Schematic of the bi-ventricular model coupled with a circulatory system. MV, mitral valve; AV, aortic valve; RA, right atrium; TV, tricuspid valve; PV, pulmonary valve; LA, left atrium; RA, right atrium; Ao, aorta; Sys, systemic circulation; Pul, pulmonary circulation; and PA, pulmonary artery. Grounded spring with a stiffness (k) is tuned to provide the appropriate pressure–volume response (i.e. compliance) for that cavity. CV is viscous resistance coefficient to describe resistance between cavities. One-direction flow through valves is controlled by setting fluid exchanging properties between the cavities.

Table 2.

Parameter values for the lumped circulatory model as shown in figure 5. CV is the viscous resistance coefficient, and k is the stiffness of the grounded spring. Corresponding values for the equivalent Windkessel model is also listed for reference including the resistance (R) and the compliance (C). Note that the compliances of the RA and LA are not constant but varied to ensure constant end-diastolic pressure, which are not listed here.

ABAQUS
Windkessel equivalent
name value unit name value unit
CVAV 20.0 MPa · mm2 · s tonne−1 RAV 0.150 mmHg · s ml−1
CVMV 50.0 RMV 0.375
CVPV 55.0 RPV 0.412
CVTV 16.0 RTV 0.120
CVSys 3600.0 RSys 27.0
CVPul 300.0 RPul 2.25
kAo 0.8 N mm−1 CAo 0.061 ml mmHg−1
kPA 0.8 CPA 0.065
kLA 0.1 CLA
kRA 0.1 CRA

Parameters for passive strain energy function and the maximum active tension from myocytes (Tmax) are listed in table 3. Initial values for passive response are from [39], ai (i ∈ {1, 4f, 4n, 8fs, 8fn}) are further reduced by half together with chosen Tmax to ensure both LV and RV can achieve ejection fraction (EF) within the physiological range (EF>50%).

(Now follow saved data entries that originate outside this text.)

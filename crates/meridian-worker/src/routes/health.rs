//! Health and readiness endpoints.

use axum::extract::State;
use axum::{Json, Router, routing::get};
use serde::Serialize;

use crate::error::ApiError;
use crate::state::AppState;

/// Health check response.
#[derive(Serialize)]
pub struct HealthResponse {
    /// Service status.
    pub status: String,
    /// Service version.
    pub version: String,
}

/// Readiness response.
#[derive(Serialize)]
pub struct ReadyResponse {
    pub status: String,
    /// Number of events in the store.
    pub stored_events: i64,
}

/// GET /health
async fn health_check() -> Json<HealthResponse> {
    Json(HealthResponse {
        status: "ok".to_string(),
        version: env!("CARGO_PKG_VERSION").to_string(),
    })
}

/// GET /ready
///
/// Answers 503 when the event store cannot be queried.
async fn ready(State(state): State<AppState>) -> Result<Json<ReadyResponse>, ApiError> {
    let stored_events = state.store.count().await?;
    Ok(Json(ReadyResponse {
        status: "ready".to_string(),
        stored_events,
    }))
}

/// Returns the health check router.
pub fn router() -> Router<AppState> {
    Router::new()
        .route("/health", get(health_check))
        .route("/ready", get(ready))
}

Values of bi (i ∈ {1, 4f, 4n, 8fs, 8fn}) are kept the same as in [39]. Note that because of missing measured data (wall motion, ventricular pressure) for the porcine heart, rather than constructing a personalized model [5,6], we only aim to obtain a set of parameters with which the bi-ventricle behaves physiologically.

Table 3.

Parameter values for passive properties of the LV and RV myocardium.

a b af bf an bn afs bfs afn bfn Tmax
(kPa) (kPa) (kPa) (kPa) (kPa) (kPa) (kPa)
LV 0.038 18.143 3.5335 1.339 1.373 4.495 0.929 4.067 1.771 8.225 180
RV 0.485 7.513 2.777 1.685 0.704 9.407 0.121 15.314 1.351 17.235 135

The FE nodes on the top basal plane are constrained along the longitudinal axis but free to move within the basal plane. The longitudinal axis is defined as the line passing the LV basal centre and perpendicular to the basal plane. To start the simulation, linearly increased blood pressures from 0 to end-diastolic values are first applied to the inner surfaces of the bi-ventricular model, 8 mmHg in the LV and 4 mmHg in the RV. Typical diastolic pressures inside the pulmonary, left atrium, aorta and right atrium are also applied to those four cavities (10, 8, 67.5 and 4 mmHg [53]). Then the bi-ventricular model starts iso-volumetric contraction (t = 0 s), followed by systolic ejection when the ventricular pressure is higher than that of the aorta (around t = 0.045 s), and then the iso-volumetric relaxation. Systolic ejection ends at 0.12 s; 1 s is chosen for a whole cardiac cycle for computational convenience. In order to ensure the end-diastolic pressures in both LV and RV are same at next cardiac cycles, end-diastolic pressures in both atria are maintained constant.

3. Results

We first compare the heart pump function for cases LDDMM, RBM17 and RBMuni without cross-fibre active tension. We then analyse the effect of cross-fibre active tension in case RBMuni. Finally, we include dispersed active tension derived from DT-MRI myofibres in case RBMuni and compared with case LDDMM.

3.1. No cross-fibre active tension

Figure 6a shows the pressure–volume loops from the three cases with no cross-fibre active tension. Although they all have the same end-diastolic pressure, the LV end-diastolic volume from case LDDMM (2.87 ml) is slightly larger than the other two rule-based cases (2.83 ml), the relative difference is around 1.4%. The LV end-systolic volume in case LDDMM is also the smallest (1.38 ml). Interestingly, though myofibre structures in the RV for the three cases are same, however, due to the difference in LV dynamics, the RV end-systolic volume from case LDDMM is also the smallest (0.87 ml).

Figure 6.

Figure 6.

Simulated pump functions from cases LDDMM, RBM17 and RBMuni, including (a) Pressure–volume loops of LV and RV, (b) LV and RV ejection fractions, (c) stress distribution across the wall at end-systole and (d) apex twist angle.

Figure 6b shows ejection fractions for the three cases. Again, case LDDMM achieves higher ejection fraction both at LV (51.92%) and RV (55.47%) than the two rule-based cases. Furthermore, the LV ejection fractions for cases RBM17 and RBMuni are less than 50%, which are below literature reported normal range (50%–75%), indicating the LV pump function is suboptimal in those two cases.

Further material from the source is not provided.